• Problem to work on:
Retype the data that follows, keeping every character the same.

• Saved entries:
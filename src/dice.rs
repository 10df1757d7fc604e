//! Probability primitives - single-die odds and batch rolls
//!
//! Attack and save rolls use the same rule: a natural 1 always fails and a
//! natural 6 always succeeds, whatever the target.

use rand::{Rng, SeedableRng};
use rand_chacha::ChaCha8Rng;
use serde::{Deserialize, Serialize};

/// Lowest target a roll can need once natural 1s are excluded
pub const MIN_TARGET: u8 = 2;
/// Highest face of the die
pub const DIE_FACES: u8 = 6;
/// Quality used when a unit can only hit on natural 6s
pub const WORST_QUALITY: u8 = 7;

/// Source of d6 results
///
/// Everything random in the engine goes through this trait so a seeded
/// source reproduces an engagement exactly.
pub trait DieRoller {
    /// Roll one die, returning a value in 1..=6
    fn roll_d6(&mut self) -> u8;
}

/// Seeded die source backed by ChaCha8
#[derive(Debug, Clone)]
pub struct SeededDice {
    rng: ChaCha8Rng,
}

impl SeededDice {
    pub fn new(seed: u64) -> Self {
        Self {
            rng: ChaCha8Rng::seed_from_u64(seed),
        }
    }
}

impl DieRoller for SeededDice {
    fn roll_d6(&mut self) -> u8 {
        self.rng.gen_range(1..=DIE_FACES)
    }
}

/// Die source that replays a fixed sequence, cycling when it runs out
///
/// Used to drive exact scenarios (tests, replays of a recorded game).
#[derive(Debug, Clone)]
pub struct ScriptedDice {
    faces: Vec<u8>,
    cursor: usize,
}

impl ScriptedDice {
    /// Faces outside 1..=6 are clamped into range. An empty script rolls 1s.
    pub fn new(faces: Vec<u8>) -> Self {
        let faces = faces
            .into_iter()
            .map(|f| f.clamp(1, DIE_FACES))
            .collect();
        Self { faces, cursor: 0 }
    }

    /// How many dice have been rolled so far
    pub fn rolled(&self) -> usize {
        self.cursor
    }
}

impl DieRoller for ScriptedDice {
    fn roll_d6(&mut self) -> u8 {
        if self.faces.is_empty() {
            return 1;
        }
        let face = self.faces[self.cursor % self.faces.len()];
        self.cursor += 1;
        face
    }
}

/// Result of rolling a batch of dice against one target
#[derive(Debug, Clone, Copy, Default, PartialEq, Eq, Serialize, Deserialize)]
pub struct RollOutcome {
    pub successes: u32,
    /// Natural 6s rolled (each is also counted in `successes`)
    pub sixes: u32,
}

/// Does a single face succeed against `target`?
pub fn face_succeeds(face: u8, target: u8) -> bool {
    match face {
        1 => false,
        6 => true,
        _ => face >= target.max(MIN_TARGET),
    }
}

/// Probability that one die succeeds against `target`
pub fn success_chance(target: u8) -> f64 {
    if target > DIE_FACES {
        return 1.0 / 6.0;
    }
    let effective = target.max(MIN_TARGET);
    f64::from(DIE_FACES - effective + 1) / 6.0
}

/// Roll `count` dice against `target`
pub fn roll_batch<D: DieRoller + ?Sized>(dice: &mut D, count: u32, target: u8) -> RollOutcome {
    let mut outcome = RollOutcome::default();
    for _ in 0..count {
        let face = dice.roll_d6();
        if face_succeeds(face, target) {
            outcome.successes += 1;
        }
        if face == DIE_FACES {
            outcome.sixes += 1;
        }
    }
    tracing::trace!(
        count,
        target,
        successes = outcome.successes,
        sixes = outcome.sixes,
        "rolled batch"
    );
    outcome
}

• Result of this task:
filename src/dice.rs
repository 10df1757d7fc604e
//! Probability primitives - single-die odds and batch rolls
//!
//! Attack and save rolls use the same rule: a natural 1 always fails and a
//! natural 6 always succeeds, whatever the target.

use rand::{Rng, SeedableRng};
use rand_chacha::ChaCha8Rng;
use serde::{Deserialize, Serialize};

/// Lowest target a roll can need once natural 1s are excluded
pub const MIN_TARGET: u8 = 2;
/// Highest face of the die
pub const DIE_FACES: u8 = 6;
/// Quality used when a unit can only hit on natural 6s
pub const WORST_QUALITY: u8 = 7;

/// Source of d6 results
///
/// Everything random in the engine goes through this trait so a seeded
/// source reproduces an engagement exactly.
pub trait DieRoller {
    /// Roll one die, returning a value in 1..=6
    fn roll_d6(&mut self) -> u8;
}

/// Seeded die source backed by ChaCha8
#[derive(Debug, Clone)]
pub struct SeededDice {
    rng: ChaCha8Rng,
}

impl SeededDice {
    pub fn new(seed: u64) -> Self {
        Self {
            rng: ChaCha8Rng::seed_from_u64(seed),
        }
    }
}

impl DieRoller for SeededDice {
    fn roll_d6(&mut self) -> u8 {
        self.rng.gen_range(1..=DIE_FACES)
    }
}

/// Die source that replays a fixed sequence, cycling when it runs out
///
/// Used to drive exact scenarios (tests, replays of a recorded game).
#[derive(Debug, Clone)]
pub struct ScriptedDice {
    faces: Vec<u8>,
    cursor: usize,
}

impl ScriptedDice {
    /// Faces outside 1..=6 are clamped into range. An empty script rolls 1s.
    pub fn new(faces: Vec<u8>) -> Self {
        let faces = faces
            .into_iter()
            .map(|f| f.clamp(1, DIE_FACES))
            .collect();
        Self { faces, cursor: 0 }
    }

    /// How many dice have been rolled so far
    pub fn rolled(&self) -> usize {
        self.cursor
    }
}

impl DieRoller for ScriptedDice {
    fn roll_d6(&mut self) -> u8 {
        if self.faces.is_empty() {
            return 1;
        }
        let face = self.faces[self.cursor % self.faces.len()];
        self.cursor += 1;
        face
    }
}

/// Result of rolling a batch of dice against one target
#[derive(Debug, Clone, Copy, Default, PartialEq, Eq, Serialize, Deserialize)]
pub struct RollOutcome {
    pub successes: u32,
    /// Natural 6s rolled (each is also counted in `successes`)
    pub sixes: u32,
}

/// Does a single face succeed against `target`?
pub fn face_succeeds(face: u8, target: u8) -> bool {
    match face {
        1 => false,
        6 => true,
        _ => face >= target.max(MIN_TARGET),
    }
}

/// Probability that one die succeeds against `target`
pub fn success_chance(target: u8) -> f64 {
    if target > DIE_FACES {
        return 1.0 / 6.0;
    }
    let effective = target.max(MIN_TARGET);
    f64::from(DIE_FACES - effective + 1) / 6.0
}

/// Roll `count` dice against `target`
pub fn roll_batch<D: DieRoller + ?Sized>(dice: &mut D, count: u32, target: u8) -> RollOutcome {
    let mut outcome = RollOutcome::default();
    for _ in 0..count {
        let face = dice.roll_d6();
        if face_succeeds(face, target) {
            outcome.successes += 1;
        }
        if face == DIE_FACES {
            outcome.sixes += 1;
        }
    }
    tracing::trace!(
        count,
        target,
        successes = outcome.successes,
        sixes = outcome.sixes,
        "rolled batch"
    );
    outcome
}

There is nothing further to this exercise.